## [Activity]
Search the data below for "SearchError" and report how many lines contain it, with no other text.

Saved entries
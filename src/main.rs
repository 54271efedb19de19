//! zsearch 命令行
//!
//! `zsearch [OPTIONS] <PATTERN> [FILE]`，没有 FILE 时读 stdin。
//! 每个匹配输出一行 `line:column: start..end: text`。
//! 退出码：有匹配 0，没有匹配 1，参数或 IO 错误 2。

use std::io::{self, Read, Write};
use std::path::{Path, PathBuf};
use std::process::ExitCode;

use zsearch::collation::{Collator, Strength};
use zsearch::search::pattern::PatternModel;
use zsearch::settings::{self, SearchSettings, SettingsError};
use zsearch::text::BreakKind;
use zsearch::{SearchError, StringSearch};

const USAGE: &str = "\
Usage: zsearch [OPTIONS] <PATTERN> [FILE]

Options:
  --strength <LEVEL>   primary | secondary | tertiary | quaternary | identical
  --canonical          match canonically equivalent accent orders
  --overlap            report overlapping matches
  --backward           search from the end of the text
  --breaks <KIND>      grapheme | character | word
  --shifted            ignore punctuation and whitespace (alternate shifted)
  --settings <PATH>    settings file (default: $XDG_CONFIG_HOME/zsearch/settings.json)
  --dump-pattern       print the compiled pattern before searching
  --count              print only the number of matches
  -h, --help           print this help";

#[derive(Debug, Default, PartialEq, Eq)]
struct CliArgs {
    pattern: String,
    file: Option<PathBuf>,
    strength: Option<Strength>,
    canonical: bool,
    overlap: bool,
    backward: bool,
    breaks: Option<BreakKind>,
    shifted: bool,
    settings: Option<PathBuf>,
    dump_pattern: bool,
    count: bool,
    help: bool,
}

#[derive(Debug)]
enum CliError {
    Usage(String),
    Io(io::Error),
    Settings(SettingsError),
    Search(SearchError),
}

impl std::fmt::Display for CliError {
    fn fmt(&self, f: &mut std::fmt::Formatter<'_>) -> std::fmt::Result {
        match self {
            CliError::Usage(msg) => write!(f, "{}", msg),
            CliError::Io(e) => write!(f, "IO error: {}", e),
            CliError::Settings(e) => write!(f, "{}", e),
            CliError::Search(e) => write!(f, "{}", e),
        }
    }
}

impl From<io::Error> for CliError {
    fn from(e: io::Error) -> Self {
        CliError::Io(e)
    }
}

impl From<SettingsError> for CliError {
    fn from(e: SettingsError) -> Self {
        CliError::Settings(e)
    }
}

impl From<SearchError> for CliError {
    fn from(e: SearchError) -> Self {
        CliError::Search(e)
    }
}

fn main() -> ExitCode {
    let _logging = zsearch::logging::init();

    let args = match parse_args(std::env::args().skip(1)) {
        Ok(args) => args,
        Err(e) => {
            eprintln!("zsearch: {}\n\n{}", e, USAGE);
            return ExitCode::from(2);
        }
    };
    if args.help {
        println!("{}", USAGE);
        return ExitCode::SUCCESS;
    }

    let stdout = io::stdout();
    let mut out = stdout.lock();
    match run(&args, &mut out) {
        Ok(0) => ExitCode::from(1),
        Ok(_) => ExitCode::SUCCESS,
        Err(e) => {
            tracing::warn!(error = %e, "search failed");
            eprintln!("zsearch: {}", e);
            ExitCode::from(2)
        }
    }
}

fn parse_args<I>(args: I) -> Result<CliArgs, CliError>
where
    I: IntoIterator<Item = String>,
{
    let mut parsed = CliArgs::default();
    let mut positional = Vec::new();
    let mut iter = args.into_iter();

    while let Some(arg) = iter.next() {
        let (name, inline) = match arg.split_once('=') {
            Some((name, value)) if name.starts_with("--") => {
                (name.to_string(), Some(value.to_string()))
            }
            _ => (arg.clone(), None),
        };

        match name.as_str() {
            "-h" | "--help" => parsed.help = true,
            "--canonical" => parsed.canonical = true,
            "--overlap" => parsed.overlap = true,
            "--backward" => parsed.backward = true,
            "--shifted" => parsed.shifted = true,
            "--dump-pattern" => parsed.dump_pattern = true,
            "--count" => parsed.count = true,
            "--strength" => {
                let v = take_value("--strength", inline, &mut iter)?;
                parsed.strength = Some(
                    Strength::from_name(&v)
                        .ok_or_else(|| CliError::Usage(format!("unknown strength {:?}", v)))?,
                );
            }
            "--breaks" => {
                let v = take_value("--breaks", inline, &mut iter)?;
                parsed.breaks = Some(
                    BreakKind::from_name(&v)
                        .ok_or_else(|| CliError::Usage(format!("unknown break kind {:?}", v)))?,
                );
            }
            "--settings" => {
                parsed.settings = Some(PathBuf::from(take_value("--settings", inline, &mut iter)?));
            }
            "--" => {
                positional.extend(iter.by_ref());
                break;
            }
            other if other.starts_with('-') && other.len() > 1 => {
                return Err(CliError::Usage(format!("unknown option {}", other)));
            }
            _ => positional.push(arg),
        }
    }

    if parsed.help {
        return Ok(parsed);
    }

    let mut positional = positional.into_iter();
    parsed.pattern = positional
        .next()
        .ok_or_else(|| CliError::Usage("missing PATTERN".to_string()))?;
    parsed.file = positional.next().map(PathBuf::from);
    if let Some(extra) = positional.next() {
        return Err(CliError::Usage(format!("unexpected argument {}", extra)));
    }
    Ok(parsed)
}

fn take_value(
    flag: &str,
    inline: Option<String>,
    rest: &mut impl Iterator<Item = String>,
) -> Result<String, CliError> {
    inline
        .or_else(|| rest.next())
        .ok_or_else(|| CliError::Usage(format!("{} needs a value", flag)))
}

/// 文件设置加上命令行覆盖
fn resolve_settings(args: &CliArgs) -> Result<SearchSettings, CliError> {
    let mut resolved = match &args.settings {
        Some(path) => settings::load(path)?,
        None => settings::load_default()?,
    };
    if let Some(strength) = args.strength {
        resolved.strength = strength;
    }
    if let Some(breaks) = args.breaks {
        resolved.breaks = breaks;
    }
    resolved.alternate_shifted |= args.shifted;
    resolved.canonical |= args.canonical;
    resolved.overlapping |= args.overlap;
    Ok(resolved)
}

fn read_input(file: Option<&Path>) -> io::Result<String> {
    match file {
        Some(path) => std::fs::read_to_string(path),
        None => {
            let mut text = String::new();
            io::stdin().read_to_string(&mut text)?;
            Ok(text)
        }
    }
}

/// 返回匹配个数
fn run(args: &CliArgs, out: &mut impl Write) -> Result<usize, CliError> {
    let resolved = resolve_settings(args)?;
    let text = read_input(args.file.as_deref())?;
    search_text(args, &resolved, text, out)
}

fn search_text(
    args: &CliArgs,
    resolved: &SearchSettings,
    text: String,
    out: &mut impl Write,
) -> Result<usize, CliError> {
    let collator = resolved.build_collator()?;
    if text.is_empty() {
        if args.count {
            writeln!(out, "0")?;
        }
        return Ok(0);
    }

    let mut search = StringSearch::new(&args.pattern, text, collator)?;
    resolved.apply(&mut search);
    if args.dump_pattern {
        write_pattern_dump(search.pattern_model(), search.collator(), out)?;
    }

    let mut found = Vec::new();
    let mut result = if args.backward {
        search.last()
    } else {
        search.first()
    };
    while let Some(range) = result.range() {
        found.push(range);
        result = if args.backward {
            search.previous()
        } else {
            search.next()
        };
    }
    tracing::debug!(matches = found.len(), backward = args.backward, "search finished");

    if args.count {
        writeln!(out, "{}", found.len())?;
    } else {
        let lines = LineIndex::new(search.target());
        for range in &found {
            writeln!(out, "{}", format_match(search.target(), &lines, range.clone()))?;
        }
    }
    Ok(found.len())
}

/// 行首偏移表，用来把字节偏移换成行列号
struct LineIndex {
    starts: Vec<usize>,
}

impl LineIndex {
    fn new(text: &str) -> Self {
        let mut starts = vec![0];
        starts.extend(text.match_indices('\n').map(|(ix, _)| ix + 1));
        Self { starts }
    }

    /// 1 起始的行号和列号，列按 `char` 计
    fn line_col(&self, text: &str, offset: usize) -> (usize, usize) {
        let line = match self.starts.binary_search(&offset) {
            Ok(ix) => ix,
            Err(ix) => ix - 1,
        };
        let col = text[self.starts[line]..offset].chars().count();
        (line + 1, col + 1)
    }
}

fn format_match(text: &str, lines: &LineIndex, range: std::ops::Range<usize>) -> String {
    let (line, col) = lines.line_col(text, range.start);
    let matched: String = text[range.clone()]
        .chars()
        .flat_map(|ch| {
            let escaped: Vec<char> = if ch.is_control() {
                ch.escape_default().collect()
            } else {
                vec![ch]
            };
            escaped
        })
        .collect();
    format!("{}:{}: {}..{}: {}", line, col, range.start, range.end, matched)
}

fn write_pattern_dump<C: Collator>(
    model: &PatternModel,
    collator: &C,
    out: &mut impl Write,
) -> io::Result<()> {
    writeln!(out, "pattern: {:?}", model.text())?;
    let ces: Vec<String> = model.ces().iter().map(|ce| format!("{:08X}", ce.raw())).collect();
    writeln!(out, "ces: [{}]", ces.join(", "))?;
    let weights: Vec<String> = model
        .ces()
        .iter()
        .map(|&ce| {
            let (p, s, t) = collator.decompose(ce);
            format!("{:04X}/{:02X}/{:02X}", p, s, t)
        })
        .collect();
    writeln!(out, "weights: [{}]", weights.join(", "))?;
    let pces: Vec<String> = model.pces().iter().map(|pce| format!("{:016X}", pce.raw())).collect();
    writeln!(out, "pces: [{}]", pces.join(", "))?;
    writeln!(out, "prefix_accents: {}", model.has_prefix_accents())?;
    writeln!(out, "suffix_accents: {}", model.has_suffix_accents())?;
    writeln!(out, "default_shift: {}", model.default_shift_size())?;

    let default = model.default_shift_size();
    for (label, table) in [("shift", model.shift_table()), ("back_shift", model.back_shift_table())] {
        let buckets: Vec<String> = table
            .iter()
            .enumerate()
            .filter(|(_, shift)| **shift != default)
            .map(|(bucket, shift)| format!("{}={}", bucket, shift))
            .collect();
        writeln!(out, "{}: {}", label, buckets.join(" "))?;
    }
    Ok(())
}

#[cfg(test)]
#[path = "../tests/unit/cli.rs"]
mod tests;
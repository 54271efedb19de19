//! Pattern 预处理
//!
//! - `ces`: 按强度 / alternate 过滤后的非可忽略 CE，用于移位表
//! - `pces`: 处理后 CE，用于匹配
//! - `shift` / `back_shift`: 257 桶的 Boyer-Moore 坏字符表
//! - `canonical_pces`: NFD 形式的 PCE，供重音重排比较
//! - 前缀 / 后缀重音标记（主强度下恒为 false）

use crate::collation::element::PRIMARY_ORDER_MASK;
use crate::collation::processed::processed_elements;
use crate::collation::{CollationElement, Collator, Elements, ProcessedElement, Strength};
use crate::text::Normalization;

pub const SHIFT_TABLE_SIZE: usize = 257;

#[derive(Debug, Clone, PartialEq, Eq)]
pub struct PatternModel {
    text: String,
    ces: Vec<CollationElement>,
    pces: Vec<ProcessedElement>,
    canonical_pces: Vec<ProcessedElement>,
    expansion_surplus: usize,
    default_shift_size: usize,
    shift: Vec<usize>,
    back_shift: Vec<usize>,
    has_prefix_accents: bool,
    has_suffix_accents: bool,
}

impl PatternModel {
    pub fn build<C, N>(text: &str, collator: &C, normalizer: &N) -> Self
    where
        C: Collator + ?Sized,
        N: Normalization + ?Sized,
    {
        let strength = collator.strength();
        let mut ces = Vec::with_capacity(text.len());
        let mut expansion_surplus = 0usize;
        for el in Elements::new(collator, text) {
            let ce = filter_ce(
                el.ce,
                strength,
                collator.is_alternate_shifted(),
                collator.variable_top(),
            );
            if !ce.is_ignorable() {
                ces.push(ce);
            }
            expansion_surplus += collator.max_expansion(el.ce).saturating_sub(1);
        }

        let pces: Vec<ProcessedElement> = processed_elements(collator, text)
            .into_iter()
            .map(|cei| cei.pce)
            .collect();

        // 重音重排时和规范顺序的候选串比较
        let nfd = normalizer.decompose_nfd(text);
        let canonical_pces = if nfd == text {
            pces.clone()
        } else {
            processed_elements(collator, &nfd)
                .into_iter()
                .map(|cei| cei.pce)
                .collect()
        };

        let (has_prefix_accents, has_suffix_accents) = if strength == Strength::Primary {
            (false, false)
        } else {
            let lead = text.chars().next().map_or(0, |ch| normalizer.fcd(ch).lead);
            let trail = text.chars().next_back().map_or(0, |ch| normalizer.fcd(ch).trail);
            (lead != 0, trail != 0)
        };

        let mut model = Self {
            text: text.to_string(),
            ces,
            pces,
            canonical_pces,
            expansion_surplus,
            default_shift_size: 0,
            shift: Vec::new(),
            back_shift: Vec::new(),
            has_prefix_accents,
            has_suffix_accents,
        };

        if !model.ces.is_empty() {
            let ce_len = model.ces.len();
            model.default_shift_size = if ce_len > expansion_surplus {
                ce_len - expansion_surplus
            } else {
                1
            };
            model.build_shift_tables();
        }

        tracing::debug!(
            ce_len = model.ces.len(),
            pce_len = model.pces.len(),
            default_shift = model.default_shift_size,
            prefix_accents = model.has_prefix_accents,
            suffix_accents = model.has_suffix_accents,
            "pattern model built"
        );
        model
    }

    fn build_shift_tables(&mut self) {
        let default = self.default_shift_size;
        let last = self.ces.len() - 1;

        self.shift = vec![default; SHIFT_TABLE_SIZE];
        for (count, ce) in self.ces[..last].iter().enumerate() {
            // 从该位置到末尾还剩的 CE 数
            let remaining = default as isize - count as isize - 1;
            self.shift[hash(*ce)] = if remaining > 1 { remaining as usize } else { 1 };
        }
        self.shift[hash(self.ces[last])] = 1;
        self.shift[hash(CollationElement::IGNORABLE)] = 1;

        self.back_shift = vec![default; SHIFT_TABLE_SIZE];
        for count in (1..=last).rev() {
            self.back_shift[hash(self.ces[count])] = if count > self.expansion_surplus {
                count - self.expansion_surplus
            } else {
                1
            };
        }
        self.back_shift[hash(self.ces[0])] = 1;
        self.back_shift[hash(CollationElement::IGNORABLE)] = 1;
    }

    pub fn text(&self) -> &str {
        &self.text
    }

    pub fn ces(&self) -> &[CollationElement] {
        &self.ces
    }

    pub fn ce_len(&self) -> usize {
        self.ces.len()
    }

    pub fn pces(&self) -> &[ProcessedElement] {
        &self.pces
    }

    /// NFD 形式 pattern 的 PCE
    pub fn canonical_pces(&self) -> &[ProcessedElement] {
        &self.canonical_pces
    }

    pub fn pce_len(&self) -> usize {
        self.pces.len()
    }

    /// 排序后什么都不剩的 pattern，在每个边界上零长度匹配
    pub fn is_empty(&self) -> bool {
        self.ces.is_empty() || self.pces.is_empty()
    }

    pub fn expansion_surplus(&self) -> usize {
        self.expansion_surplus
    }

    pub fn default_shift_size(&self) -> usize {
        self.default_shift_size
    }

    pub fn has_prefix_accents(&self) -> bool {
        self.has_prefix_accents
    }

    pub fn has_suffix_accents(&self) -> bool {
        self.has_suffix_accents
    }

    /// 空 pattern 没有表，长度为 0
    pub fn shift_table(&self) -> &[usize] {
        &self.shift
    }

    pub fn back_shift_table(&self) -> &[usize] {
        &self.back_shift
    }

    pub fn shift(&self, ce: CollationElement) -> usize {
        self.shift
            .get(hash(ce))
            .copied()
            .unwrap_or(self.default_shift_size)
    }

    pub fn back_shift(&self, ce: CollationElement) -> usize {
        self.back_shift
            .get(hash(ce))
            .copied()
            .unwrap_or(self.default_shift_size)
    }
}

/// 移位表桶号
pub fn hash(ce: CollationElement) -> usize {
    ce.primary() as usize % SHIFT_TABLE_SIZE
}

/// 按强度掩码并处理 alternate shifted；variable 元素在 quaternary 以下直接丢弃
pub fn filter_ce(
    ce: CollationElement,
    strength: Strength,
    shifted: bool,
    variable_top: u32,
) -> CollationElement {
    let ce = ce.masked(strength.mask());
    if shifted {
        if variable_top > ce.raw() {
            if strength >= Strength::Quaternary {
                return ce.masked(PRIMARY_ORDER_MASK);
            }
            return CollationElement::IGNORABLE;
        }
    } else if strength >= Strength::Quaternary && ce.is_ignorable() {
        return CollationElement::from_raw(0xFFFF);
    }
    ce
}

#[cfg(test)]
#[path = "../../tests/unit/search/pattern.rs"]
mod tests;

## [Result of this exercise]
4